No_females The Washington Post reports in Women's Health Office Funds Cut:

When is $4 million really $2.8 million? One answer is "When you're a woman," as the Labor Department has repeatedly found that women earn about 75 cents for every dollar that men earn for the same work.

But this week's answer is "When you are the Office of Women's Health" within the Food and Drug Administration. That office, which was at the center of a politically damaging storm over the emergency contraceptive "Plan B," just had more than one-quarter of this year's $4 million operating budget quietly removed, insiders say.

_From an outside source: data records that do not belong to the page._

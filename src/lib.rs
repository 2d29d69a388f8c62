//! # Wavelet matrix indexing in Rust
//!
//! Wavix is a static, in-memory [wavelet matrix](https://en.wikipedia.org/wiki/Wavelet_Tree):
//! a succinct index over an immutable sequence of non-negative integers that
//! answers a family of rank, select, quantile, and top-k queries, each in
//! time proportional to the bit width of the alphabet.
//!
//! ## Design policy
//!
//! - **Static by construction:**
//!   A matrix is built once from a complete sequence and never mutated; all
//!   queries borrow it read-only, so it can be shared freely across threads.
//!
//! - **Non-exceptional domains:**
//!   Out-of-domain arguments answer [`None`] rather than panicking or
//!   erroring. Only two failures are reported as errors: building from an
//!   empty sequence and decoding a malformed byte image.
//!
//! - **Ensure safety:**
//!   The implementation is pure safe Rust; word-level tricks are confined to
//!   [`broadword`].
//!
//! ## Data structures
//!
//! - [Bit vectors](crate::bit_vector) with constant-time rank and select,
//!   the building block the index descends through.
//! - The [wavelet matrix](crate::wavelet_matrix) itself, with its builder
//!   and its little-endian byte codec.
//!
//! Throughout this document, we write $`\log_2`$ with $`\lg`$.
//!
//! ## Limitation
//!
//! This library is designed to run on 64-bit machines.
#![deny(missing_docs)]

#[cfg(not(target_pointer_width = "64"))]
compile_error!("`target_pointer_width` must be 64");

pub mod bit_vector;
pub mod broadword;
pub mod error;
pub mod utils;
pub mod wavelet_matrix;

pub use error::{Error, Result};
pub use wavelet_matrix::{ListEntry, RankCounts, WaveletMatrix, WaveletMatrixBuilder};
//! Security headers middleware.
//!
//! Page models are JSON and images are served from presigned bucket URLs, so
//! responses never need to load scripts, styles or frames.

use axum::{
    extract::Request,
    http::{
        HeaderName, HeaderValue,
        header::{
            CACHE_CONTROL, CONTENT_SECURITY_POLICY, REFERRER_POLICY, STRICT_TRANSPORT_SECURITY,
            X_CONTENT_TYPE_OPTIONS, X_FRAME_OPTIONS,
        },
    },
    middleware::Next,
    response::Response,
};

/// Add security headers to all responses.
///
/// - `X-Frame-Options: DENY`
/// - `X-Content-Type-Options: nosniff`
/// - `Referrer-Policy: no-referrer`
/// - `Content-Security-Policy: default-src 'none'; frame-ancestors 'none'; base-uri 'none'; form-action 'self'`
/// - `Cache-Control: no-store, max-age=0` (responses carry per-user cart data)
/// - `Cross-Origin-Opener-Policy: same-origin`
/// - `Strict-Transport-Security` when the request arrived over HTTPS at a proxy
pub async fn security_headers_middleware(request: Request, next: Next) -> Response {
    let forwarded_https = request
        .headers()
        .get("x-forwarded-proto")
        .is_some_and(|v| v.as_bytes().eq_ignore_ascii_case(b"https"));

    let mut response = next.run(request).await;
    let headers = response.headers_mut();

    headers.insert(X_FRAME_OPTIONS, HeaderValue::from_static("DENY"));
    headers.insert(X_CONTENT_TYPE_OPTIONS, HeaderValue::from_static("nosniff"));
    headers.insert(REFERRER_POLICY, HeaderValue::from_static("no-referrer"));
    headers.insert(
        CONTENT_SECURITY_POLICY,
        HeaderValue::from_static(
            "default-src 'none'; frame-ancestors 'none'; base-uri 'none'; form-action 'self'",
        ),
    );
    headers.insert(CACHE_CONTROL, HeaderValue::from_static("no-store, max-age=0"));
    headers.insert(
        HeaderName::from_static("cross-origin-opener-policy"),
        HeaderValue::from_static("same-origin"),
    );

    if forwarded_https {
        headers.insert(
            STRICT_TRANSPORT_SECURITY,
            HeaderValue::from_static("max-age=31536000; includeSubDomains"),
        );
    }

    response
}
//! Type-safe price representation using decimal arithmetic.

use rust_decimal::Decimal;
use serde::{Deserialize, Serialize};

/// Errors that can occur when constructing a [`Price`].
#[derive(thiserror::Error, Debug, Clone, PartialEq, Eq)]
pub enum PriceError {
    /// Prices cannot be negative.
    #[error("price cannot be negative: {0}")]
    Negative(Decimal),
    /// Currency code is not one the shop sells in.
    #[error("unsupported currency: {0}")]
    UnknownCurrency(String),
}

/// A non-negative price with currency information.
#[derive(Debug, Clone, Copy, PartialEq, Eq, Serialize, Deserialize)]
pub struct Price {
    /// Amount in the currency's standard unit (e.g., dollars, not cents).
    amount: Decimal,
    /// ISO 4217 currency code.
    currency_code: CurrencyCode,
}

impl Price {
    /// Create a new price.
    ///
    /// # Errors
    ///
    /// Returns `PriceError::Negative` if `amount` is below zero.
    pub fn new(amount: Decimal, currency_code: CurrencyCode) -> Result<Self, PriceError> {
        if amount.is_sign_negative() && !amount.is_zero() {
            return Err(PriceError::Negative(amount));
        }
        Ok(Self {
            amount,
            currency_code,
        })
    }

    /// Create a price from an amount in cents.
    ///
    /// # Errors
    ///
    /// Returns `PriceError::Negative` if `cents` is below zero.
    pub fn from_cents(cents: i64, currency_code: CurrencyCode) -> Result<Self, PriceError> {
        Self::new(Decimal::new(cents, 2), currency_code)
    }

    /// The amount in the currency's standard unit.
    #[must_use]
    pub const fn amount(&self) -> Decimal {
        self.amount
    }

    /// The ISO 4217 currency code.
    #[must_use]
    pub const fn currency_code(&self) -> CurrencyCode {
        self.currency_code
    }

    /// Format for display, e.g. `$19.99`.
    #[must_use]
    pub fn display(&self) -> String {
        format!(
            "{}{:.2}",
            self.currency_code.symbol(),
            self.amount.round_dp(2)
        )
    }
}

/// ISO 4217 currency codes.
#[derive(Debug, Clone, Copy, PartialEq, Eq, Hash, Serialize, Deserialize, Default)]
pub enum CurrencyCode {
    #[default]
    USD,
    EUR,
    GBP,
    CAD,
    AUD,
    INR,
}

impl CurrencyCode {
    /// The three-letter ISO code.
    #[must_use]
    pub const fn as_str(&self) -> &'static str {
        match self {
            Self::USD => "USD",
            Self::EUR => "EUR",
            Self::GBP => "GBP",
            Self::CAD => "CAD",
            Self::AUD => "AUD",
            Self::INR => "INR",
        }
    }

    /// Display symbol for the currency.
    #[must_use]
    pub const fn symbol(&self) -> &'static str {
        match self {
            Self::USD | Self::CAD | Self::AUD => "$",
            Self::EUR => "€",
            Self::GBP => "£",
            Self::INR => "₹",
        }
    }
}

impl std::str::FromStr for CurrencyCode {
    type Err = PriceError;

    fn from_str(s: &str) -> Result<Self, Self::Err> {
        match s.trim().to_ascii_uppercase().as_str() {
            "USD" => Ok(Self::USD),
            "EUR" => Ok(Self::EUR),
            "GBP" => Ok(Self::GBP),
            "CAD" => Ok(Self::CAD),
            "AUD" => Ok(Self::AUD),
            "INR" => Ok(Self::INR),
            _ => Err(PriceError::UnknownCurrency(s.to_owned())),
        }
    }
}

. . . The administration had requested -- and Congress had budgeted -- $4 million for the office in fiscal 2007, just as they have for several years running.  Last week, however, word came down that the FDA intends to withhold $1.2 million of that, apparently for use elsewhere in the agency. Because the remaining $2.8 million has already been spent or allocated for salaries and started projects, the office must effectively halt further operations for the rest of the year, according to a high-level agency official with knowledge of the budget plan, who spoke on the condition of anonymity because the official is not authorized to speak publicly.

. . . Women's health advocates inside and outside the agency suspect they are witnessing, at least in part, a long-anticipated payback for the trouble the office stirred during the prolonged debate over nonprescription sales of Plan B. Taking a position that chafed the administration's conservative base, the office had stood up for scientific research that had backed the safety and appropriateness of such sales.

In 2005, the office's then-director, Susan Wood, resigned in protest over the issue, a major embarrassment to the agency. . . . Martha R. Nolan, a vice president at the Society for Women's Health Research, a Washington advocacy group, said that big budget bites in Washington are often the beginning of the end and that she worries that this is retribution for the Plan B controversy.  "We fear this is the first step toward eliminating the Office of Women's Health," Nolan said. "We must not allow this office to be eliminated or reduced to an empty shell that has no program funding."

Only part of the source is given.